Photo by  freestocks.org  on  Unsplash

Post By: Molly Esselstrom, Upstream Research™ Marketing Manager

During my time at Upstream Research, I have learned more about environmental risks than I thought existed. The water, soil, air, socioeconomic, and cancer data that drive Reports all have a slew of consequences, impacts, and corresponding actions. There isn’t a day that goes by that I am not researching something to do with these risks and possible ways to abate them. A passion project of mine that has spun off from this, and in working with Amy Ziff at Made Safe, is advocating for non-toxic products.

In that vein, this blog serves as one part of the environmental health web: personal health. Recently, I discovered an app called Think Dirty that, in my opinion, could be a game changer for anyone looking to increase their personal health. The app allows you to scan any cosmetic product that has a barcode (or look it up by name if not) and it gives a ‘dirty’ score on a scale of 0-10, with 10 being the dirtiest. The three categories for the score are Carcinogenicity, Developmental & Reproductive Toxicity, and Allergies & Immunotoxicities.

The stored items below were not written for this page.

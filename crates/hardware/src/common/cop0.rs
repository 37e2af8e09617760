//! System control coprocessor (coprocessor 0).
//!
//! This module holds the privileged state that lets a program handle its own
//! exceptions and interrupts. It provides:
//! 1. **Registers:** Status, Cause, EPC, Count/Compare, EBase and friends, addressed by
//!    `(rd, sel)` with per-register write masks.
//! 2. **Interrupts:** Hardware lines mirrored into `Cause.IP`, plus the Count/Compare timer.
//! 3. **Exception Entry and Return:** EPC/Cause/EXL updates at the commit point and `ERET`.
//!
//! With `Status.IE` clear (the reset value) nothing is vectored and exceptions follow the
//! configured stop and step-over policy.

use serde::Serialize;

use super::addr::Address;

/// Interrupts enabled.
pub const STATUS_IE: u32 = 0x0000_0001;
/// Exception level: set while a handler runs, masks further vectoring.
pub const STATUS_EXL: u32 = 0x0000_0002;
/// Error level.
pub const STATUS_ERL: u32 = 0x0000_0004;
/// Interrupt mask, one bit per line (IM0-IM7).
pub const STATUS_IM: u32 = 0x0000_ff00;

/// Exception raised in a branch delay slot.
pub const CAUSE_BD: u32 = 0x8000_0000;
/// Pending interrupt lines (IP0-IP7).
pub const CAUSE_IP: u32 = 0x0000_ff00;
/// Exception code field.
pub const CAUSE_EXC_CODE: u32 = 0x0000_007c;

/// Exception code of an address error on a store.
pub const EXC_CODE_ADDRESS_STORE: u32 = 5;

/// Offset of the general exception vector from EBase.
pub const VECTOR_OFFSET: u32 = 0x180;

/// Interrupt line driven by the Count/Compare timer.
pub const TIMER_IRQ_LEVEL: u8 = 7;

/// Coprocessor 0 registers the simulator implements.
#[derive(Clone, Copy, Debug, PartialEq, Eq, Hash, Serialize)]
pub enum Cop0Register {
    /// Thread pointer readable from user mode (4, 2).
    UserLocal,
    /// Address of the most recent address error (8, 0).
    BadVAddr,
    /// Cycle counter (9, 0).
    Count,
    /// Timer interrupt threshold (11, 0).
    Compare,
    /// Processor status and control (12, 0).
    Status,
    /// Cause of the last exception and pending interrupts (13, 0).
    Cause,
    /// Program counter at the last exception (14, 0).
    Epc,
    /// Exception vector base (15, 1).
    EBase,
    /// Configuration (16, 0).
    Config,
}

impl Cop0Register {
    /// Number of implemented registers.
    pub const COUNT: usize = 9;

    /// Every register in table order.
    pub const ALL: [Self; Self::COUNT] = [
        Self::UserLocal,
        Self::BadVAddr,
        Self::Count,
        Self::Compare,
        Self::Status,
        Self::Cause,
        Self::Epc,
        Self::EBase,
        Self::Config,
    ];

    /// Looks a register up by its `(rd, sel)` address.
    pub const fn from_index(rd: u8, sel: u8) -> Option<Self> {
        Some(match (rd, sel) {
            (4, 2) => Self::UserLocal,
            (8, 0) => Self::BadVAddr,
            (9, 0) => Self::Count,
            (11, 0) => Self::Compare,
            (12, 0) => Self::Status,
            (13, 0) => Self::Cause,
            (14, 0) => Self::Epc,
            (15, 1) => Self::EBase,
            (16, 0) => Self::Config,
            _ => return None,
        })
    }

    /// The `(rd, sel)` address.
    pub const fn index(self) -> (u8, u8) {
        match self {
            Self::UserLocal => (4, 2),
            Self::BadVAddr => (8, 0),
            Self::Count => (9, 0),
            Self::Compare => (11, 0),
            Self::Status => (12, 0),
            Self::Cause => (13, 0),
            Self::Epc => (14, 0),
            Self::EBase => (15, 1),
            Self::Config => (16, 0),
        }
    }

    /// Display name.
    pub const fn name(self) -> &'static str {
        match self {
            Self::UserLocal => "UserLocal",
            Self::BadVAddr => "BadVAddr",
            Self::Count => "Count",
            Self::Compare => "Compare",
            Self::Status => "Status",
            Self::Cause => "Cause",
            Self::Epc => "EPC",
            Self::EBase => "EBase",
            Self::Config => "Config",
        }
    }

    /// Bits an `MTC0` may change.
    pub const fn write_mask(self) -> u32 {
        match self {
            Self::UserLocal | Self::Count | Self::Compare | Self::Epc => 0xffff_ffff,
            Self::Status => STATUS_IE | STATUS_IM,
            Self::EBase => 0xffff_fffc,
            Self::BadVAddr | Self::Cause | Self::Config => 0,
        }
    }

    /// Value after reset.
    pub const fn reset_value(self) -> u32 {
        match self {
            Self::EBase => 0x8000_0000,
            _ => 0,
        }
    }
}

/// Coprocessor 0 register state.
#[derive(Clone, Debug, PartialEq, Eq)]
pub struct Cop0State {
    regs: [u32; Cop0Register::COUNT],
    timer_irq: bool,
}

impl Default for Cop0State {
    fn default() -> Self {
        Self::new()
    }
}

impl Cop0State {
    /// Creates the reset state.
    pub fn new() -> Self {
        let mut regs = [0; Cop0Register::COUNT];
        for reg in Cop0Register::ALL {
            regs[reg as usize] = reg.reset_value();
        }
        Self {
            regs,
            timer_irq: false,
        }
    }

    /// Returns every register to its reset value.
    pub fn reset(&mut self) {
        *self = Self::new();
    }

    /// Reads a register.
    pub const fn get(&self, reg: Cop0Register) -> u32 {
        self.regs[reg as usize]
    }

    /// Writes a register through its `MTC0` write mask.
    ///
    /// Writing Count or Compare acknowledges the timer interrupt.
    pub fn set(&mut self, reg: Cop0Register, value: u32) {
        if matches!(reg, Cop0Register::Count | Cop0Register::Compare) {
            self.timer_irq = false;
            self.regs[Cop0Register::Cause as usize] &= !(1 << (8 + TIMER_IRQ_LEVEL));
        }
        let mask = reg.write_mask();
        let old = self.regs[reg as usize];
        self.regs[reg as usize] = (value & mask) | (old & !mask);
    }

    /// `MFC0`: reads the register at `(rd, sel)`, or `None` if it is not implemented.
    pub fn read(&self, rd: u8, sel: u8) -> Option<u32> {
        Cop0Register::from_index(rd, sel).map(|reg| self.get(reg))
    }

    /// `MTC0`: writes the register at `(rd, sel)`.
    ///
    /// # Returns
    ///
    /// `false` if the register is not implemented.
    pub fn write(&mut self, rd: u8, sel: u8, value: u32) -> bool {
        match Cop0Register::from_index(rd, sel) {
            Some(reg) => {
                self.set(reg, value);
                true
            }
            None => false,
        }
    }

    /// Current Status register.
    pub const fn status(&self) -> u32 {
        self.get(Cop0Register::Status)
    }

    /// Current Cause register.
    pub const fn cause(&self) -> u32 {
        self.get(Cop0Register::Cause)
    }

    /// Current EPC register.
    pub const fn epc(&self) -> u32 {
        self.get(Cop0Register::Epc)
    }

    /// Returns `true` when committed exceptions are redirected to the handler:
    /// `Status.IE` set while neither EXL nor ERL is.
    pub const fn vectoring_enabled(&self) -> bool {
        let status = self.status();
        status & STATUS_IE != 0 && status & (STATUS_EXL | STATUS_ERL) == 0
    }

    /// Address of the general exception vector.
    pub const fn exception_vector(&self) -> Address {
        Address::new(self.get(Cop0Register::EBase).wrapping_add(VECTOR_OFFSET) as u64)
    }

    /// Advances Count by `cycles` and raises the timer line when it reaches Compare.
    pub fn advance(&mut self, cycles: u32) {
        let before = self.get(Cop0Register::Count);
        let after = before.wrapping_add(cycles);
        self.regs[Cop0Register::Count as usize] = after;
        let compare = self.get(Cop0Register::Compare);
        if compare.wrapping_sub(before) as i32 > 0 && compare.wrapping_sub(after) as i32 <= 0 {
            self.timer_irq = true;
        }
    }

    /// Mirrors the hardware interrupt lines 0-7 into `Cause.IP`.
    ///
    /// The timer drives line 7 in addition to any device on that level.
    pub fn sync_interrupt_lines(&mut self, pending: u32) {
        let mut ip = (pending & 0xff) << 8;
        if self.timer_irq {
            ip |= 1 << (8 + TIMER_IRQ_LEVEL);
        }
        let cause = &mut self.regs[Cop0Register::Cause as usize];
        *cause = (*cause & !CAUSE_IP) | ip;
    }

    /// Returns `true` when an enabled interrupt line is pending and vectoring is enabled.
    pub const fn interrupt_request(&self) -> bool {
        self.vectoring_enabled() && self.status() & self.cause() & STATUS_IM != 0
    }

    /// Enters the exception handler.
    ///
    /// Records the cause, the restart address and the delay-slot flag, sets EXL, and
    /// returns the vector to fetch from.
    ///
    /// # Arguments
    ///
    /// * `exc_code` - Architectural exception code.
    /// * `pc` - Address of the faulting instruction.
    /// * `in_delay_slot` - The instruction sits in a branch delay slot; EPC then points
    ///   at the branch.
    /// * `bad_vaddr` - Faulting data or jump address for address errors.
    pub fn enter_exception(
        &mut self,
        exc_code: u32,
        pc: Address,
        in_delay_slot: bool,
        bad_vaddr: Option<Address>,
    ) -> Address {
        let epc = if in_delay_slot {
            pc.as_u32().wrapping_sub(4)
        } else {
            pc.as_u32()
        };
        self.regs[Cop0Register::Epc as usize] = epc;

        let cause = &mut self.regs[Cop0Register::Cause as usize];
        *cause &= !(CAUSE_BD | CAUSE_EXC_CODE);
        *cause |= (exc_code << 2) & CAUSE_EXC_CODE;
        if in_delay_slot {
            *cause |= CAUSE_BD;
        }
        if let Some(addr) = bad_vaddr {
            self.regs[Cop0Register::BadVAddr as usize] = addr.as_u32();
        }
        self.regs[Cop0Register::Status as usize] |= STATUS_EXL;
        self.exception_vector()
    }

    /// `ERET`: leaves the handler.
    ///
    /// # Returns
    ///
    /// The address to resume at (EPC).
    pub fn eret(&mut self) -> Address {
        self.regs[Cop0Register::Status as usize] &= !STATUS_EXL;
        Address::from(self.epc())
    }
}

Similar to our Upstream Reports, they use green, yellow and red to indicate the risk associated with each ingredient and how these ingredients contribute to the overall score. Think Dirty even offers an “Our Picks” section where they link ‘clean’ products to sites where you can buy them. I would most liken this Upstream’s new Action Steps. Since downloading, I have thrown out 90% of my cosmetic products because of their dirty score and switched to products that I believe are better for my health. The system, like Upstream, is hyper-personal, lays out why certain things put the user at risk, and offers a direct solution for consumers. It’s a powerful mix.

Personal health is one factor of overall health with genetics and the environment of course playing a large role as well. Furthermore, these clean products do not contain the harmful chemicals and are consequentially better for the environment by way of production, use and disposal. That’s what I call a win-win.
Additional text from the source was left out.